Sequence alignment

In todays exercise you shall implement a program to perform sequence alignment.

The exercise has 4 parts


Smith Waterman in O3 time

First you must access the program templates of today exercise

Download the file Align.tar.gz file

Open the file (using tar -xzvf Align.tar.gz) and place the created Align directory in the "Algo/code" directory (or what ever directory you have created for the code course material).

Now the Align directory should contain two Jupyter-Notebook files and a python program

smith_waterman_O3.ipynb
smith_waterman_O2.ipynb
smith_waterman_O2_all_against_all.py

Now we can get started. The two ipynb files contain program templates for Smith Waterman sequence alignment in O3 and O2 time, respectively.
Finally the file smith_waterman_O2_all_against_all.py contains a implementation of smith_waterman_O2 performing an all against all sequence alignment.

Note, that the matrices in the different programs should be read so that the first index refer to a row, and the second to a column.

Open the smith_waterman_O3.ipynb program. Go through the code. Check what each box is doing, and make sure you understand how the main program is organized.

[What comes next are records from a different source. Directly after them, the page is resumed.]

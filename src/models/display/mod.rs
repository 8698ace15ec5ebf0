//! Display model implementations for table and JSON output
//!
//! Display models transform data types into CLI-friendly formats with
//! appropriate column names and serialization.

mod activity;
mod issue;
mod recommendation;
mod repo;
mod skill;

pub use activity::EventDisplay;
pub use issue::IssueDisplay;
pub use recommendation::RecommendationDisplay;
pub use repo::RepoDisplay;
pub use skill::SkillDisplay;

Fill in the places with XX

Once you have completed the code, you can test the program using the example given in the Test box.

If you run the example called "#Matrix dump exercise 1", you should get

ALN IDVLLGADDGSLAFVPSEFSISPGEKIVFKNNAGFPHNIVFDEDSIPSGVDASKISMSEEDLLNAKGETFEVALSNKGEYSFYCSPHQGAGMVGKVTVN 99 AEVKLGSDDGGLVFSPSSFTVAAGEKITFKNNAGFPHNIVFDEDEVPAGVNAEKISQPEYLNGAGETYEVTLTEKGTYKFYCEPHAGAGMKGEVTVN 97 98 64 439.0
QAL 1 DVLLGADDGSLAFVPSEFSISPGEKIVFKNNAGFPHNIVFDEDSIPSGVDASKISMSEEDLLNAKGETFEVALSNKGEYSFYCSPHQGAGMVGKVTVN
DAL 1 EVKLGSDDGGLVFSPSSFTVAAGEKITFKNNAGFPHNIVFDEDEVPAGVNAEKISQPE--YLNGAGETYEVTLTEKGTYKFYCEPHAGAGMKGEVTVN

The first line starts with the keywork ALN. This line has the format

ALN Q-name Q-len D-name D-len alignment-length nid alignment-score 

Make sure you understand each of these fields. The next two lines contain the sequence alignment in the format

QAL q-offset Q-alignment
DAL d-offset D-alignment

Here the q-offset and d-offset are starting location in the query and database sequences, respectively (counting from 0).

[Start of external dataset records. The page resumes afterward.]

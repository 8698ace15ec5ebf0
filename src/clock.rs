//! Time source used by the cache, the rate-limit guard and retry/backoff sleeps
//!
//! Everything that reads the wall clock or waits goes through [`Clock`] so tests
//! can simulate hours of waiting without actually sleeping.

use std::time::Duration;

use async_trait::async_trait;
use chrono::{DateTime, Utc};

/// Source of "now" and of suspension points
#[async_trait]
pub trait Clock: Send + Sync {
    /// Current wall-clock time
    fn now(&self) -> DateTime<Utc>;

    /// Suspend for the given duration
    async fn sleep(&self, duration: Duration);
}

/// Real clock backed by `chrono::Utc` and `tokio::time::sleep`
#[derive(Debug, Default, Clone, Copy)]
pub struct SystemClock;

#[async_trait]
impl Clock for SystemClock {
    fn now(&self) -> DateTime<Utc> {
        Utc::now()
    }

    async fn sleep(&self, duration: Duration) {
        tokio::time::sleep(duration).await;
    }
}

/// Seconds since the Unix epoch as a float, the timestamp format of cache files
pub fn epoch_seconds(at: DateTime<Utc>) -> f64 {
    at.timestamp_millis() as f64 / 1000.0
}

/// Simulated clock: `sleep` advances time instantly and records the request.
#[cfg(test)]
pub struct ManualClock {
    now: std::sync::Mutex<DateTime<Utc>>,
    sleeps: std::sync::Mutex<Vec<Duration>>,
}

#[cfg(test)]
impl ManualClock {
    pub fn new(start: DateTime<Utc>) -> Self {
        Self {
            now: std::sync::Mutex::new(start),
            sleeps: std::sync::Mutex::new(Vec::new()),
        }
    }

    /// A clock starting at a fixed, whole-second instant
    pub fn at_epoch(secs: i64) -> Self {
        Self::new(DateTime::from_timestamp(secs, 0).unwrap())
    }

    pub fn advance(&self, duration: Duration) {
        let mut now = self.now.lock().unwrap();
        *now += chrono::Duration::from_std(duration).unwrap();
    }

    /// Every sleep requested so far, in order
    pub fn sleeps(&self) -> Vec<Duration> {
        self.sleeps.lock().unwrap().clone()
    }

    pub fn total_slept(&self) -> Duration {
        self.sleeps().iter().sum()
    }
}

#[cfg(test)]
#[async_trait]
impl Clock for ManualClock {
    fn now(&self) -> DateTime<Utc> {
        *self.now.lock().unwrap()
    }

    async fn sleep(&self, duration: Duration) {
        self.sleeps.lock().unwrap().push(duration);
        self.advance(duration);
    }
}
//! Cache management commands

use std::path::PathBuf;
use std::sync::Arc;

use crate::cache::CacheStorage;
use crate::cli::OutputFormat;
use crate::cli::args::GlobalOptions;
use crate::cli::context::load_settings;
use crate::clock::SystemClock;
use crate::error::{CacheError, Result};
use crate::output::formatters::{format_epoch_local, format_size};
use crate::output::print_json;

/// Cache directory from settings (`--cache-dir`, env, config or default)
fn cache_dir(opts: &GlobalOptions) -> Result<PathBuf> {
    let settings = load_settings(opts)?;
    Ok(settings.cache_dir.ok_or(CacheError::NoHome)?)
}

fn open(opts: &GlobalOptions) -> Result<CacheStorage> {
    let settings = load_settings(opts)?;
    let dir = settings.cache_dir.ok_or(CacheError::NoHome)?;
    Ok(CacheStorage::open_at(
        &dir,
        settings.cache_ttl,
        Arc::new(SystemClock),
    )?)
}

/// Show cache status/statistics
pub fn status(opts: &GlobalOptions) -> Result<()> {
    let cache = open(opts)?;
    let stats = cache.stats()?;
    let path = cache.dir().display().to_string();

    match opts.format {
        OutputFormat::Json => print_json(&serde_json::json!({
            "total_entries": stats.total_entries,
            "valid_entries": stats.valid_entries,
            "expired_entries": stats.expired_entries,
            "total_size_bytes": stats.total_size_bytes,
            "total_size_human": format_size(stats.total_size_bytes),
            "oldest_entry_timestamp": stats.oldest_entry,
            "newest_entry_timestamp": stats.newest_entry,
            "path": path,
        })),
        _ => {
            println!("Cache Status");
            println!("────────────────────────────────────────");
            println!("Location:       {}", path);
            println!("Valid entries:  {}", stats.valid_entries);
            println!("Expired:        {}", stats.expired_entries);
            println!("Total size:     {}", format_size(stats.total_size_bytes));

            if let Some(oldest) = stats.oldest_entry {
                println!("Oldest entry:   {}", format_epoch_local(oldest));
            }
            if let Some(newest) = stats.newest_entry {
                println!("Newest entry:   {}", format_epoch_local(newest));
            }
            Ok(())
        }
    }
}

/// Clear all cache entries
pub fn clear(opts: &GlobalOptions) -> Result<()> {
    let cache = open(opts)?;
    let stats = cache.clear_all()?;

    match opts.format {
        OutputFormat::Json => print_json(&serde_json::json!({
            "entries_removed": stats.entries_removed,
            "success": true,
        })),
        _ => {
            if stats.entries_removed > 0 {
                println!("Cleared {} cache entries", stats.entries_removed);
            } else {
                println!("Cache was already empty");
            }
            Ok(())
        }
    }
}

/// Show cache path
pub fn path(opts: &GlobalOptions) -> Result<()> {
    println!("{}", cache_dir(opts)?.display());
    Ok(())
}
//! GitHub data models
//!
//! These are the shaped forms of upstream responses: each fetch keeps only the
//! fields listed here and never passes the raw upstream schema through. They
//! are also the payloads written to the disk cache.

mod activity;
mod issue;
mod profile;
mod quota;
mod repo;

pub use activity::{Gist, UserEvent};
pub use issue::Issue;
pub use profile::{UserData, UserProfile};
pub use quota::RateLimitState;
pub use repo::{EntryKind, LanguageStats, PinnedRepository, Repository, TechStack, TreeEntry};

Test the program on the other examples in the "Now test the code on a few examples" box

Finally, you shall test how fast the program is by aligning a query sequence against a database of 100 sequences. This you do in the box "Align query against database. Might take a while. Go get some coffee". This will take some time, so be patient.

Finally download the program as a python program, and add a commandline parser with the options

  -q QUERY_FILE      File with query sequence
  -db DB_FILE        File with database sequence
  -go GAP_OPEN       Value of gap open (-11.0)
  -ge GAP_EXTENSION  Value of gap extension (-1.0)

Smith Waterman in O2 time

Now you can look at the other alignment program. This program implements the Smith Waterman alignment algorithm in O2 time using the method described by Gotoh. Open the file smith_waterman_O2.ipynb Make sure you understand the structure of the program.

Now fill in the lines blanked out with X's, to make the code run, and test the code on the examples in the "Now test the code on a few examples" box.

The example "Matrix dump exercise 1" should come out as

ALN Query 99 Database 97 98 439.0 64
QAL DVLLGADDGSLAFVPSEFSISPGEKIVFKNNAGFPHNIVFDEDSIPSGVDASKISMSEEDLLNAKGETFEVALSNKGEYSFYCSPHQGAGMVGKVTVN
DAL EVKLGSDDGGLVFSPSSFTVAAGEKITFKNNAGFPHNIVFDEDEVPAGVNAEKISQPE--YLNGAGETYEVTLTEKGTYKFYCEPHAGAGMKGEVTVN

Now you can can test the speed of the program

How does this time compare with the time used by the O3 code. How many times fast does the O2 code run? And also make sure the two program produces the same alignments (use for instance the diff command with the output generated by the two programs).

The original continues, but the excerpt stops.